◆ Exercise instructions ◆
Check each line of the entries for "tenth" and report the ones that have it.

** Materials provided follows **

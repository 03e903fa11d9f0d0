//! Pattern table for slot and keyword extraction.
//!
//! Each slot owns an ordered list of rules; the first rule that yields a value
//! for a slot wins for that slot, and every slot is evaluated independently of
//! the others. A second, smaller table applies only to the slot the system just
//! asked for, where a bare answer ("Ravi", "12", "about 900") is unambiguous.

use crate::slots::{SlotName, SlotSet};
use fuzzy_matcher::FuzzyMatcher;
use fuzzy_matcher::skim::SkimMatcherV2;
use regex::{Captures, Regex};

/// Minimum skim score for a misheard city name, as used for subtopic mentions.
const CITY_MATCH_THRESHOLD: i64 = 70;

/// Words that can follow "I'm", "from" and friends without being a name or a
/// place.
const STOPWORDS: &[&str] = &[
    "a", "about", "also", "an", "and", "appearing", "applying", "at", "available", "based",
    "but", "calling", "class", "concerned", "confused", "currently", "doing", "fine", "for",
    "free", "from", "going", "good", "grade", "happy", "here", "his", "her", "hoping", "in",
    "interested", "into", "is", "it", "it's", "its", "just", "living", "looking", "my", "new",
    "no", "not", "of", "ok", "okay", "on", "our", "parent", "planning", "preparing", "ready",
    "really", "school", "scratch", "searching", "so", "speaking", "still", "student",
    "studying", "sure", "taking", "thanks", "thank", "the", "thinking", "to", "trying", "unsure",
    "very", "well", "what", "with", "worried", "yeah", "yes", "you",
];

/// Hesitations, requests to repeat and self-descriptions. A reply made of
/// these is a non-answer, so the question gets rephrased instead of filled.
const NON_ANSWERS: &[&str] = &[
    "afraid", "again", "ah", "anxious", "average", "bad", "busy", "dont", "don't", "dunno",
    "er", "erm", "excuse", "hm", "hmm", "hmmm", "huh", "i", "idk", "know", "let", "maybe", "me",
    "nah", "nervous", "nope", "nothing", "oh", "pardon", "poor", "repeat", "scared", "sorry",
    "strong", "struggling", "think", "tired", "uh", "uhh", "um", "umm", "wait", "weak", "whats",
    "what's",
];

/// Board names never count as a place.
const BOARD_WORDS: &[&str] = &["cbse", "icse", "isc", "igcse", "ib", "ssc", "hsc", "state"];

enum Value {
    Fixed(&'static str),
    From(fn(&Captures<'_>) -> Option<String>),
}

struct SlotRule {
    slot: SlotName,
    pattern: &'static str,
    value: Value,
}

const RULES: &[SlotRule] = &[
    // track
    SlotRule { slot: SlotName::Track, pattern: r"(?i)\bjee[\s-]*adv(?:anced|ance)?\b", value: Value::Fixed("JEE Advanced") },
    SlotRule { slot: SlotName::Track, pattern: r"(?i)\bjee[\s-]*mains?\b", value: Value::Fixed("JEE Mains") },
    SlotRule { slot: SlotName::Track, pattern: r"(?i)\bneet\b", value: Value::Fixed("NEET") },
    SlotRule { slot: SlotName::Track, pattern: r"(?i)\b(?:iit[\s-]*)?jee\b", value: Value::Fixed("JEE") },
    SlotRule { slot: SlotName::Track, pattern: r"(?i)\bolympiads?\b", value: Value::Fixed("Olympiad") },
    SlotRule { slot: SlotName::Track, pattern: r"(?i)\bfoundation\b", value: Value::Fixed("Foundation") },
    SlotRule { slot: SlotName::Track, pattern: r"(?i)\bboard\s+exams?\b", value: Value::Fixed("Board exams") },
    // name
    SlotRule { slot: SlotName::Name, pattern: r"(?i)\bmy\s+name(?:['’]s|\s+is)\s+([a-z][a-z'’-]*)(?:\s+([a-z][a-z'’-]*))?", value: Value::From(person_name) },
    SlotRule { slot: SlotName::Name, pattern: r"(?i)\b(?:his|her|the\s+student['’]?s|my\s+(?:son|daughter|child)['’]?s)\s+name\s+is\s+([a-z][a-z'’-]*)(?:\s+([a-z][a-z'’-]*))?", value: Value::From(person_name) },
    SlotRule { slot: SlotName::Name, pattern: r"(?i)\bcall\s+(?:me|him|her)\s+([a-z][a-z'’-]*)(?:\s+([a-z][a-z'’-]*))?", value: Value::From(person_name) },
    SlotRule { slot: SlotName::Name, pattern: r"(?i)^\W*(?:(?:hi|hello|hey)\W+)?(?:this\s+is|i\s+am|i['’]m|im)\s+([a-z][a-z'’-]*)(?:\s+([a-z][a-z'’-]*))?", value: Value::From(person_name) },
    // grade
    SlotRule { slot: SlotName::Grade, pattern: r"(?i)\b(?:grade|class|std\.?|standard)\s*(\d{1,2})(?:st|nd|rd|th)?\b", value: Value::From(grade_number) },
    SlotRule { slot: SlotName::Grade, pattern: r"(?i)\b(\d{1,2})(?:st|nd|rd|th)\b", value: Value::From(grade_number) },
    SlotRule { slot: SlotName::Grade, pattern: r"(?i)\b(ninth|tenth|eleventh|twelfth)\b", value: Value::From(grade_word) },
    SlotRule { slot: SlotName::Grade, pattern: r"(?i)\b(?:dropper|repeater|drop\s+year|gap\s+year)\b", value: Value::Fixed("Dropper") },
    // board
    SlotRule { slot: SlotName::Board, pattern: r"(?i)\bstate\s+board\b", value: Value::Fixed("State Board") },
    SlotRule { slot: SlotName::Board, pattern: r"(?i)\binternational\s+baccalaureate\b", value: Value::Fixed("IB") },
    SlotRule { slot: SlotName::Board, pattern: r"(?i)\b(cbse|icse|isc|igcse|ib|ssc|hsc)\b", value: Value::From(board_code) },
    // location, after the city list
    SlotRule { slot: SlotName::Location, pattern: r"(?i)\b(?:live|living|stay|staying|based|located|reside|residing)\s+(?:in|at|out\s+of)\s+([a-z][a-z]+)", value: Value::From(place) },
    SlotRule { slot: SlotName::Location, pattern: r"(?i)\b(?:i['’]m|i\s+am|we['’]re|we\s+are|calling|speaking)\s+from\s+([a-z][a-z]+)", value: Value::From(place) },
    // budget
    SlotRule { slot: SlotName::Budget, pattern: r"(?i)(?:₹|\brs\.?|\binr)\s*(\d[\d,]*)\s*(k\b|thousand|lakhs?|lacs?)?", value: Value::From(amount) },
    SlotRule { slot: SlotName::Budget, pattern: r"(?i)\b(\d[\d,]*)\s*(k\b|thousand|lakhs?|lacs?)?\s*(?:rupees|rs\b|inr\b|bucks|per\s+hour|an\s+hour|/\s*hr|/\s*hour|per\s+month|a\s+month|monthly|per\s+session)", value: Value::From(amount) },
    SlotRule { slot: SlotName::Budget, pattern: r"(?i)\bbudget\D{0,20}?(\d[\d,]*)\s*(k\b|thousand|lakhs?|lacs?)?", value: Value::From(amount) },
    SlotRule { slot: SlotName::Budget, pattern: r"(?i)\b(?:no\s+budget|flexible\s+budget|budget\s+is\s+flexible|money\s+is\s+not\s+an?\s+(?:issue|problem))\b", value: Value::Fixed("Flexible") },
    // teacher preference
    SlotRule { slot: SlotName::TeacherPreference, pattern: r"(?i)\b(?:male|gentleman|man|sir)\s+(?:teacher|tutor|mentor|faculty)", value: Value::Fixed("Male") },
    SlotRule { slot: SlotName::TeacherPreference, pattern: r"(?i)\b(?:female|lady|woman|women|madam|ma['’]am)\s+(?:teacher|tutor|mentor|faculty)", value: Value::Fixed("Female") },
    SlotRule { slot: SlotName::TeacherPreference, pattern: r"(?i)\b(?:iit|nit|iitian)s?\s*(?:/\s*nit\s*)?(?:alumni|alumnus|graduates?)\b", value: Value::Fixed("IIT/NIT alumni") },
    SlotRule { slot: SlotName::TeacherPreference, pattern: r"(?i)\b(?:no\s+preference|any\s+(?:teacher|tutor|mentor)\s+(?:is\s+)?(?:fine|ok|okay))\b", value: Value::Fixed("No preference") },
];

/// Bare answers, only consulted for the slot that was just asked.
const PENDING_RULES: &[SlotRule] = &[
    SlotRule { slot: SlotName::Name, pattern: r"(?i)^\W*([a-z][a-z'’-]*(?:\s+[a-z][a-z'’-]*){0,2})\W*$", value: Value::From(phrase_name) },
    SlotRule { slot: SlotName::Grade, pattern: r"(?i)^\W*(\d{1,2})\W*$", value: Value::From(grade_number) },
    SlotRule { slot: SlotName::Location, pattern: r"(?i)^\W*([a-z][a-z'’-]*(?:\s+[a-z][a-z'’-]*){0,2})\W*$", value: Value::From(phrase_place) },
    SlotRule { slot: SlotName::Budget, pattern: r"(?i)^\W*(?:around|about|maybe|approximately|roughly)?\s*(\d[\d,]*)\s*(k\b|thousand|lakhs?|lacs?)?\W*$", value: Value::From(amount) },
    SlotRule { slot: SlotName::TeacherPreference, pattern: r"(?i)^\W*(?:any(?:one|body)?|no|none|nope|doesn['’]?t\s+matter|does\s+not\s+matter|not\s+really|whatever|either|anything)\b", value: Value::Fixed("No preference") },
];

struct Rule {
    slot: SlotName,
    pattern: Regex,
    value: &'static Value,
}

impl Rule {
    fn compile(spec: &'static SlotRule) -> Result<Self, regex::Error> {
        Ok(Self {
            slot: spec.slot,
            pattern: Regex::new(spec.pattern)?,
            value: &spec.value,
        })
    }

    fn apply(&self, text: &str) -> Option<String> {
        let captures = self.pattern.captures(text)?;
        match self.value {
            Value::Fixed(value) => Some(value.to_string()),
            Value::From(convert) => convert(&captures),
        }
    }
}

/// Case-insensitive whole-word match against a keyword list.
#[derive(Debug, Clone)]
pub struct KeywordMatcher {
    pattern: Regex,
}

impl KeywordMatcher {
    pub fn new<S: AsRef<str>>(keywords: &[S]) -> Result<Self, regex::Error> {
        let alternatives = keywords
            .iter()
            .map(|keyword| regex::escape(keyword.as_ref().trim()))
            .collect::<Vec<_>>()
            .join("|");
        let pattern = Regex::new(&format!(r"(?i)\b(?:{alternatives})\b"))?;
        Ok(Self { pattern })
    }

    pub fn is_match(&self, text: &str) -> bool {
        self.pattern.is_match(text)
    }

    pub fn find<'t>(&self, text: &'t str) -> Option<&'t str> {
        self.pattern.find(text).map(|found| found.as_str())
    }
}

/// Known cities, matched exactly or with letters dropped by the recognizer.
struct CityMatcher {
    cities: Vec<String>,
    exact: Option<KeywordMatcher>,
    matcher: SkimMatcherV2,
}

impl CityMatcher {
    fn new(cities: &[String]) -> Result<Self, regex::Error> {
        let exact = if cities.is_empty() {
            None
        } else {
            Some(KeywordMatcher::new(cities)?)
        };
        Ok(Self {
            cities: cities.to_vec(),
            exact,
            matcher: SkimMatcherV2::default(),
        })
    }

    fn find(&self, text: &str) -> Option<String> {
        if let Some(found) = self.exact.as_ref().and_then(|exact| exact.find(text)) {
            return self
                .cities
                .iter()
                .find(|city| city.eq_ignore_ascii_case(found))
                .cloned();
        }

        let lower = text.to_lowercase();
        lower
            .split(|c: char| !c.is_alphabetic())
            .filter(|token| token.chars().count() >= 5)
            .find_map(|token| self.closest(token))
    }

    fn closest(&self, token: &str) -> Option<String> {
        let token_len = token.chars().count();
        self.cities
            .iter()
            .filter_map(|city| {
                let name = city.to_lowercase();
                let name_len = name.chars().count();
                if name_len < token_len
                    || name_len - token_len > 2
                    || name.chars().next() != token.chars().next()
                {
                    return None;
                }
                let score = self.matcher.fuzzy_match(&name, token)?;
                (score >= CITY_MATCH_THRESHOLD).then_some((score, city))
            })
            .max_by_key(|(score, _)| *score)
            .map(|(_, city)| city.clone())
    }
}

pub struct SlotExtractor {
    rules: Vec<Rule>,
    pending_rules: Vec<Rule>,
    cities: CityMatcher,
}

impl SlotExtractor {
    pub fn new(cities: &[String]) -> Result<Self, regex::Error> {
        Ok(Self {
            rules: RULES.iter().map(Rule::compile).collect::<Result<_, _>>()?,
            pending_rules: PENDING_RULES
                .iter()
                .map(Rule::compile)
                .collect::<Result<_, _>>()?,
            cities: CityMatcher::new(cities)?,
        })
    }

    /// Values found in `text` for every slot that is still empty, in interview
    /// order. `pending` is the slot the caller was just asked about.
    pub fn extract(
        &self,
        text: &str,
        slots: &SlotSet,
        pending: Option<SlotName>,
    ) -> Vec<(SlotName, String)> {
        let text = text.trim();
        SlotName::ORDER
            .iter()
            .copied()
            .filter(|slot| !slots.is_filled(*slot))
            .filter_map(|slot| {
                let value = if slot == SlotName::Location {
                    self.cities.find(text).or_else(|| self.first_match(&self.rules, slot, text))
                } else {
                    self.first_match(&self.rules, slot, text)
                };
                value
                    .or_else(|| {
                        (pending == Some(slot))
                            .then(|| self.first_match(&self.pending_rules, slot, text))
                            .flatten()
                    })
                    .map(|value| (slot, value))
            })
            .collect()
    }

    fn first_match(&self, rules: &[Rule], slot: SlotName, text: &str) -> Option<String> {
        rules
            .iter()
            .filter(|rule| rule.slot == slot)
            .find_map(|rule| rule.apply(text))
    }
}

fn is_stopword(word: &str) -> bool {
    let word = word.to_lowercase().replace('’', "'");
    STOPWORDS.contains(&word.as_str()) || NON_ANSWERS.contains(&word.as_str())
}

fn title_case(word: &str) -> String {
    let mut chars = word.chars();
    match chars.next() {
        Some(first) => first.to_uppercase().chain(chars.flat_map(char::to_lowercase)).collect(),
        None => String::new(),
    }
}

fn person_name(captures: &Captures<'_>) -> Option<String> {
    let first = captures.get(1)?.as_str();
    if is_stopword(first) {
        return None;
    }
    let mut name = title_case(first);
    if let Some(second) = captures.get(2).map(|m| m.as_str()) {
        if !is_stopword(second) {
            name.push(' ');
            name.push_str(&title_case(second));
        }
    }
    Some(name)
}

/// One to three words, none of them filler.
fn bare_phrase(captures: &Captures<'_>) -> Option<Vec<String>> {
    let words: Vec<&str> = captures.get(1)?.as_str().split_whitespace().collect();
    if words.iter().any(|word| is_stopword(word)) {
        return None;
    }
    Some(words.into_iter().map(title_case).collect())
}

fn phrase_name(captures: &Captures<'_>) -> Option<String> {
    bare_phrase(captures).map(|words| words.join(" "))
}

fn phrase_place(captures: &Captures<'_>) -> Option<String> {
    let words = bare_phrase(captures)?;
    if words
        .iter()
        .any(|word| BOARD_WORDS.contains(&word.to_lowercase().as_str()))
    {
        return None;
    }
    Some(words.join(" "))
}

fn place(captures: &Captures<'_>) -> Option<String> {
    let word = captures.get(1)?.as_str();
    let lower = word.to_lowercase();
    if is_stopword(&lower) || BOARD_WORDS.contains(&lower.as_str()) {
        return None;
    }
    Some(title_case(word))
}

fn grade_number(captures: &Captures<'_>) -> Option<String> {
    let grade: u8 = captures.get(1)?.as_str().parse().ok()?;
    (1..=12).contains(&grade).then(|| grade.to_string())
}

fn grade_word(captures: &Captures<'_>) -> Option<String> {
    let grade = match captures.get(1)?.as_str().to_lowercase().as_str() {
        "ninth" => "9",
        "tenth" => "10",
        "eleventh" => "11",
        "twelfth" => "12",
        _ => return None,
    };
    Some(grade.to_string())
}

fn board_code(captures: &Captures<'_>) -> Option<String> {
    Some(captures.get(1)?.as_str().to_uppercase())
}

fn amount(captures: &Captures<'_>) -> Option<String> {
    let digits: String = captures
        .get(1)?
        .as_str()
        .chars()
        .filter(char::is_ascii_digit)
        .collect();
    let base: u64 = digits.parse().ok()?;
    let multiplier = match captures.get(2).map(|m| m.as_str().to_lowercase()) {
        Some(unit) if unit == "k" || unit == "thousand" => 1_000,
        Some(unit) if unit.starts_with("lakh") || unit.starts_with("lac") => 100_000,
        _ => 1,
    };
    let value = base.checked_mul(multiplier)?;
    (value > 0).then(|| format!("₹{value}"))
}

** End of Materials provided **

◆ Output for this task ◆
    SlotRule { slot: SlotName::Grade, pattern: r"(?i)\b(ninth|tenth|eleventh|twelfth)\b", value: Value::From(grade_word) },
        "tenth" => "10",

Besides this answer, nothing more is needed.